| Task goal |
Each line in the entries below that holds the word "matches" belongs in the answer.

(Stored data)
- Opening Delimiter -

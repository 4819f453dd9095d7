//! Per-view load attempt state.

/// Outcome of the load attempts made by one media view.
#[derive(Debug, Clone, Copy, PartialEq, Eq, Default)]
pub enum LoadAttemptState {
    /// No media obtained yet. Async production may be in flight.
    #[default]
    NotAttempted,
    /// Media was obtained from the cache or produced.
    Loaded,
    /// Production failed for good; no further attempts are made.
    PermanentlyFailed,
}

impl LoadAttemptState {
    /// Returns true once media has been obtained.
    #[must_use]
    pub const fn is_loaded(self) -> bool {
        matches!(self, Self::Loaded)
    }

    /// Returns true if loading failed permanently.
    #[must_use]
    pub const fn is_failed(self) -> bool {
        matches!(self, Self::PermanentlyFailed)
    }
}

impl std::fmt::Display for LoadAttemptState {
    fn fmt(&self, f: &mut std::fmt::Formatter<'_>) -> std::fmt::Result {
        match self {
            Self::NotAttempted => write!(f, "not-attempted"),
            Self::Loaded => write!(f, "loaded"),
            Self::PermanentlyFailed => write!(f, "failed"),
        }
    }
}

- Closing Delimiter -

| Exercise response |
        matches!(self, Self::Loaded)
        matches!(self, Self::PermanentlyFailed)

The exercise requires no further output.